Silence. The kind of silence that costs money.

The Per-Device Fallacy

Most ITAD systems track erasure at the device level. "Laptop RV-003412: wiped." One device, one status, one checkbox. Simple. Clean. Dangerously incomplete.

A modern Dell Latitude can have two NVMe SSDs. An HP EliteBook 850 sometimes has an NVMe plus a SATA drive. A Dell PowerEdge server can have twelve drives. A storage array? Don't even ask.

When your system says "device wiped," what it means is: something was wiped. Probably the primary drive. Possibly both. Maybe. You hope. The system doesn't know, because the system tracks devices, not storage media.

Your ADISA auditor, however, tracks storage media. Because ADISA understands that data doesn't live on laptops. Data lives on drives. And a laptop with two drives that only has one erasure certificate has a gap. A gap that looks, to a compliance auditor, like a liability. Because it is one.

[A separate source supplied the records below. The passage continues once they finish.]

//! Maud-based page templates for the web UI.
//!
//! Each page module exports a render function that produces the complete HTML.

pub mod article;
pub mod auth;
pub mod dashboard;
pub mod home;
pub mod section;

pub use article::{render_article_page, ArticlePageParams};
pub use auth::{render_not_found_page, render_signin_page, render_unauthorized_page};
pub use dashboard::{
    render_dashboard_page, render_post_editor_page, DashboardPageParams, EditorMode,
    PostEditorParams,
};
pub use home::{render_home_page, HomePageParams};
pub use section::{render_section_page, SectionPageParams};

use crate::auth::Session;
use crate::components::BaseLayout;

/// Layout aware of the viewer's session.
fn layout<'a>(title: &'a str, session: Option<&'a Session>) -> BaseLayout<'a> {
    let layout = BaseLayout::new(title, session.map(|s| &s.user));
    match session {
        Some(s) => layout.with_csrf_token(&s.csrf_token),
        None => layout,
    }
}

Per-device erasure tracking is like taking attendance by counting desks instead of people. The number might match. But it probably doesn't. And when it doesn't, nobody can tell you who's missing.

680 Certificates, Not 340

Let's do the maths on a real scenario. A leasing company returns 340 Dell Latitude 5430s. Each has two NVMe drives. That's 680 individual storage devices that need to be independently erased, verified, and certified.

Your system generates 340 certificates. One per laptop. The auditor asks for 680. You can produce 340. Where are the other 340?

"We have a process."

"Is it documented?"

"...We have a spreadsheet."

The spreadsheet, inevitably, has 280 entries instead of 340 because someone forgot to log the last two days of work. The auditor writes a finding. The finding becomes an action item. The action item becomes a project. The project becomes a budget line. All because the system counted laptops instead of drives.

It Gets Worse with Modern Hardware

The two-SSD laptop is just the beginning. Modern hardware is getting more complex, not less.

Intel Optane memory modules sit alongside NVMe drives and cache data independently. Some business laptops have eMMC storage for the OS plus NVMe for user data. Workstations can have three or four drives in various configurations. And servers — servers are a different universe entirely, with RAID controllers that abstract physical drives into logical volumes that may or may not correspond to the actual media that needs to be sanitised.

The 2025 update to NIST 800-88 explicitly addresses this complexity. IEEE 2883-2022 goes further, providing sanitisation guidance specific to SSDs, NVMe drives, and embedded storage. Both standards emphasise per-media verification. Not per-device. Per-media.

If your system can't track at that level of granularity, it's not that your system is old. It's that your system was built for a world where laptops had one hard drive and servers had two. That world ended about five years ago. The compliance standards have caught up. Has your system?

The Certificate Chain

A proper erasure record for that Dell Latitude 5430 should look something like this:

Device: Dell Latitude 5430 — RV-000003412
Storage Device A: WD SN740 512GB — SN: WD-2026-44821
Erasure method: NIST 800-88 Purge
Completed: 2026-03-03 at 14:22:07 CET
Verified: Pass
Certificate: BLC-2026-44821

Storage Device B: WD SN740 256GB — SN: WD-2026-44822
Erasure method: NIST 800-88 Purge
Completed: 2026-03-03 at 14:24:31 CET
Verified: Pass
Certificate: BLC-2026-44822

Two drives. Two erasure events. Two verifications. Two certificates. Linked to one device. Linked to one inbound order. Linked to one client. That's the chain. And every link matters, because the auditor will pull any link and expect the rest to follow.


The laptop with two SSDs is not an edge case. It's the new normal. And the gap between per-device tracking and per-drive tracking is not a theoretical compliance risk. It's a practical one — the kind that shows up during audits, creates findings, and costs money.

Your auditor can count. The question is whether your system can count the same way.